You want to start your own business or you have started your own business. Now what? What types of business entities are there and what is right for you?
There are different types of businesses. Depending on your state you can operate your business as sole proprietorship, Limited Liability Company, corporation, or partnership. If you own your own business and have not done any business planning, then you most likely are operating a sole proprietor.
The sole proprietor is probably the most common type of business. The problem with a sole proprietor is that you have unlimited liability. Depending upon the state you are in you may be able to form a sole member limited liability. This would allow your have limited liability. You could also form a corporation. A corporation requires that you follow certain formalities such as having officers, a board of directors, and having annual meetings for share holders and directors to elect officers and conduct business. A Limited Liability Company does not require all the formalities which make it easier to operate. A Limited Liability Company will have members. It can be run by a manager or its members. You don’t need to have annual meeting but it is probably a good idea. If there are more to owners in the company you should talk to your CPA or accountant as you will need to file tax returns for the companies. Depending on your situation you want to make an S-Election to have pass through taxation. You could also have your LLC treated as a disregarded entity for tax purposes. This makes sense for most single member LLCs. You should discuss this with your CPA. If you form a corporation you will most likely need to obtain a tax identification and pay a salary. It is a good idea to talk to your accountant and CPA as he or she will know your situation and provide the best solution or advice to you.

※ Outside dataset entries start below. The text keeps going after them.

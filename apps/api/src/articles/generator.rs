//! Article Generation — the full drafting pipeline.
//!
//! Flow: draft the body via Gemini (mock body when no client is
//! configured), strip any leading H1 the model added, score the cleaned
//! body with the metrics engine, then assemble the `Article` for the
//! history store. Metrics always describe the cleaned body, never the raw
//! model output.

use chrono::Utc;
use serde::Deserialize;
use tracing::{info, warn};
use uuid::Uuid;

use crate::articles::mock::mock_article_body;
use crate::articles::prompts::ARTICLE_PROMPT_TEMPLATE;
use crate::errors::AppError;
use crate::llm_client::{GeminiClient, GenerationConfig};
use crate::models::article::Article;
use crate::seo::metrics::compute_metrics;

/// Generated bodies under this length are suspicious enough to log.
const SHORT_CONTENT_CHARS: usize = 500;

/// Request body for article generation.
#[derive(Debug, Clone, Deserialize)]
#[serde(rename_all = "camelCase")]
pub struct GenerateArticleRequest {
    pub description: String,
    pub primary_keyword: String,
    pub selected_headline: String,
    pub selected_keywords: Vec<String>,
}

/// Runs the drafting pipeline and returns the assembled article.
pub async fn generate_article(
    llm: Option<&GeminiClient>,
    request: &GenerateArticleRequest,
) -> Result<Article, AppError> {
    let body = match llm {
        Some(llm) => draft_with_gemini(llm, request).await?,
        None => {
            info!("No Gemini API key configured, using mock article body");
            mock_article_body(&request.primary_keyword, &request.selected_keywords)
        }
    };

    let content = strip_leading_h1(&body);

    let metrics = compute_metrics(content, &request.primary_keyword, &request.selected_keywords);
    info!(
        "Generated article: {} words, SEO score {}",
        metrics.word_count, metrics.seo_score
    );

    Ok(Article {
        id: Uuid::new_v4(),
        title: request.selected_headline.clone(),
        content: content.to_string(),
        metrics,
        created_at: Utc::now(),
        primary_keyword: request.primary_keyword.clone(),
        selected_keywords: request.selected_keywords.clone(),
    })
}

async fn draft_with_gemini(
    llm: &GeminiClient,
    request: &GenerateArticleRequest,
) -> Result<String, AppError> {
    let prompt = ARTICLE_PROMPT_TEMPLATE
        .replace("{headline}", &request.selected_headline)
        .replace("{primary_keyword}", &request.primary_keyword)
        .replace("{selected_keywords}", &request.selected_keywords.join(", "))
        .replace("{description}", &request.description);

    let config = GenerationConfig::new(0.7, 40, 0.95, 4096);

    let body = llm
        .generate(&prompt, true, &config)
        .await
        .map_err(|e| AppError::Llm(format!("Article generation failed: {e}")))?;

    if body.trim().len() < SHORT_CONTENT_CHARS {
        warn!(
            "Generated article body is unusually short: {} characters",
            body.trim().len()
        );
    }

    Ok(body)
}

/// Drops a leading `# ` heading line.
///
/// The drafting prompt asks for a body without the title, but models add
/// one often enough that the first H1 line is removed before scoring and
/// display. An H1 with no following newline was the entire body, which
/// leaves nothing.
pub fn strip_leading_h1(content: &str) -> &str {
    let content = content.trim();
    match content.strip_prefix("# ") {
        Some(rest) => match rest.find('\n') {
            Some(newline) => rest[newline + 1..].trim(),
            None => "",
        },
        None => content,
    }
}

// ────────────────────────────── tests ──────────────────────────────
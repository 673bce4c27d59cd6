// All LLM prompt constants for the Suggestions module.

/// Suggestion prompt template. Replace `{description}`, `{primary_keyword}`
/// and `{relevant_keywords}` before sending.
pub const SUGGESTIONS_PROMPT_TEMPLATE: &str = r#"CRITICAL: You must respond with ONLY valid JSON, no other text or explanations. Do NOT use markdown code fences.

Generate marketing content suggestions for this campaign:

Content description: {description}
Primary keyword: {primary_keyword}
Relevant keywords: {relevant_keywords}

Create exactly 5 compelling headlines and 10-15 SEO keywords.

Requirements for headlines:
- Each headline must start with the primary keyword followed by a colon
- Cover different angles: a guide, mistakes to avoid, an analysis, expert tips, insider secrets
- Keep the part after the colon under 60 characters
- Write for search intent, not clickbait

Requirements for keywords:
- Mix short-tail and long-tail phrases buyers actually search for
- Build on the relevant keywords where they fit the description
- No duplicates, no keyword stuffing variants of the same phrase

Return this EXACT JSON structure (no extra fields):
{
  "headlines": [
    "headline 1",
    "headline 2",
    "headline 3",
    "headline 4",
    "headline 5"
  ],
  "keywords": [
    "keyword 1",
    "keyword 2"
  ]
}"#;
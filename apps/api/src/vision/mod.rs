// Image text extraction: turns an uploaded creative into brief text.
// All LLM calls go through llm_client — no direct Gemini calls here.

pub mod extractor;
pub mod handlers;
pub mod prompts;
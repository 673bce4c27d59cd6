// Article generation engine: prompt assembly, Gemini drafting with mock
// fallback, H1 cleanup, metrics scoring, history persistence.
// All LLM calls go through llm_client — no direct Gemini calls here.

pub mod generator;
pub mod handlers;
pub mod mock;
pub mod prompts;
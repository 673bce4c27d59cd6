// All LLM prompt constants for the Articles module.

/// Article drafting prompt template. Replace `{headline}`,
/// `{primary_keyword}`, `{selected_keywords}` and `{description}` before
/// sending. Sent with the web-search grounding tool enabled.
pub const ARTICLE_PROMPT_TEMPLATE: &str = r#"Write a professional, SEO-optimized article with these specifications:

ARTICLE REQUIREMENTS:
- Title: "{headline}"
- Primary keyword: "{primary_keyword}"
- Target keywords to include: {selected_keywords}
- Word count: Exactly 800 words (750-850 acceptable)
- Content description: {description}

RESEARCH REQUIREMENTS:
- Search the web for current statistics, trends, and insights related to "{primary_keyword}"
- Include recent data and examples from authoritative sources
- Reference current industry best practices and emerging trends

SEO SPECIFICATIONS:
- Include 3-4 H2 sections (## format)
- Keyword density: 0.5-0.8% maximum
- Bold the primary keyword and 4-5 other important keywords using **text**
- Natural, conversational tone
- Grade 8 reading level
- Active voice
- Include current statistics and insights
- NEVER mention "SEO", "optimization", or "keywords" in the content

STRUCTURE:
1. Compelling introduction with primary keyword
2. 3-4 main sections with H2 headings
3. Strong conclusion

Write the article in markdown format without including the title as H1 since it will be displayed separately. Start directly with the introduction paragraph. Focus on providing genuine value and insights while naturally incorporating the target keywords.

Use web search results to ensure the content is current, accurate, and includes the latest industry insights and statistics."#;
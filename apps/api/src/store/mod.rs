//! Article Store — local history of generated articles.
//!
//! The store is a small key-value surface (save, get, delete, plus a
//! newest-first listing). ContentForge only promises ephemeral history, so
//! the default backend keeps articles in process memory; swapping in a
//! durable backend means implementing `ArticleStore` and changing one line
//! in `main`.

use async_trait::async_trait;
use tokio::sync::RwLock;
use uuid::Uuid;

use crate::models::article::Article;

/// Backend trait for article history, held in `AppState` as
/// `Arc<dyn ArticleStore>`.
#[async_trait]
pub trait ArticleStore: Send + Sync {
    /// Inserts an article at the front of the history.
    async fn save(&self, article: Article);

    /// Returns all stored articles, newest first.
    async fn list(&self) -> Vec<Article>;

    /// Looks up one article by id.
    async fn get(&self, id: Uuid) -> Option<Article>;

    /// Removes an article. Returns whether it existed.
    async fn delete(&self, id: Uuid) -> bool;
}

/// In-memory store backing the default deployment. History lasts for the
/// process lifetime only.
#[derive(Default)]
pub struct InMemoryArticleStore {
    articles: RwLock<Vec<Article>>,
}

#[async_trait]
impl ArticleStore for InMemoryArticleStore {
    async fn save(&self, article: Article) {
        self.articles.write().await.insert(0, article);
    }

    async fn list(&self) -> Vec<Article> {
        self.articles.read().await.clone()
    }

    async fn get(&self, id: Uuid) -> Option<Article> {
        self.articles
            .read()
            .await
            .iter()
            .find(|a| a.id == id)
            .cloned()
    }

    async fn delete(&self, id: Uuid) -> bool {
        let mut articles = self.articles.write().await;
        let before = articles.len();
        articles.retain(|a| a.id != id);
        articles.len() < before
    }
}

#[cfg(test)]
mod tests {
    use super::*;
    use crate::seo::metrics::ArticleMetrics;
    use chrono::Utc;

    fn make_article(title: &str) -> Article {
        Article {
            id: Uuid::new_v4(),
            title: title.to_string(),
            content: "body".to_string(),
            metrics: ArticleMetrics {
                word_count: 1,
                reading_time_minutes: 1,
                keyword_density_percent: 0.0,
                seo_score: 20,
            },
            created_at: Utc::now(),
            primary_keyword: "keyword".to_string(),
            selected_keywords: vec![],
        }
    }

    #[tokio::test]
    async fn list_returns_newest_first() {
        let store = InMemoryArticleStore::default();
        store.save(make_article("first")).await;
        store.save(make_article("second")).await;
        store.save(make_article("third")).await;

        let titles: Vec<String> = store.list().await.into_iter().map(|a| a.title).collect();
        assert_eq!(titles, ["third", "second", "first"]);
    }

    #[tokio::test]
    async fn get_finds_saved_article() {
        let store = InMemoryArticleStore::default();
        let article = make_article("lookup");
        let id = article.id;
        store.save(article).await;

        assert_eq!(store.get(id).await.map(|a| a.title), Some("lookup".into()));
        assert!(store.get(Uuid::new_v4()).await.is_none());
    }

    #[tokio::test]
    async fn delete_reports_existence() {
        let store = InMemoryArticleStore::default();
        let article = make_article("doomed");
        let id = article.id;
        store.save(article).await;

        assert!(store.delete(id).await);
        assert!(!store.delete(id).await);
        assert!(store.list().await.is_empty());
    }
}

If there are two or more people in business then you could operate as partnership, corporation or Limited Liability Company. If you do no business planning, then most likely you are operating as a partnership. This is not good because a partner has joint and several liability with the other partners. This is not so in corporation or a limited liability company. Also, you need to plan ahead to have buy out agreement or operating agreement if you should decide to break up the company. It is better idea to plan ahead and agree on these terms instead of fight over the break up in court.
You should probably not continue to operate as partnership due to the liability issues. Most states have limited partnership or limited liability partnership acts to allow you to convert to a limited partnership or limited liability partnership to allow for some liability protection. However, limited liability companies are becoming more popular and you may want to consider just forming an LLC. It is a good idea to have an operating agreement or partnership agreement to outline how the partnership will operate and what happen if it is dissolved.
If you are considering forming a company, then you should talk to a business attorney in your state as the right type of company will depend on your situation.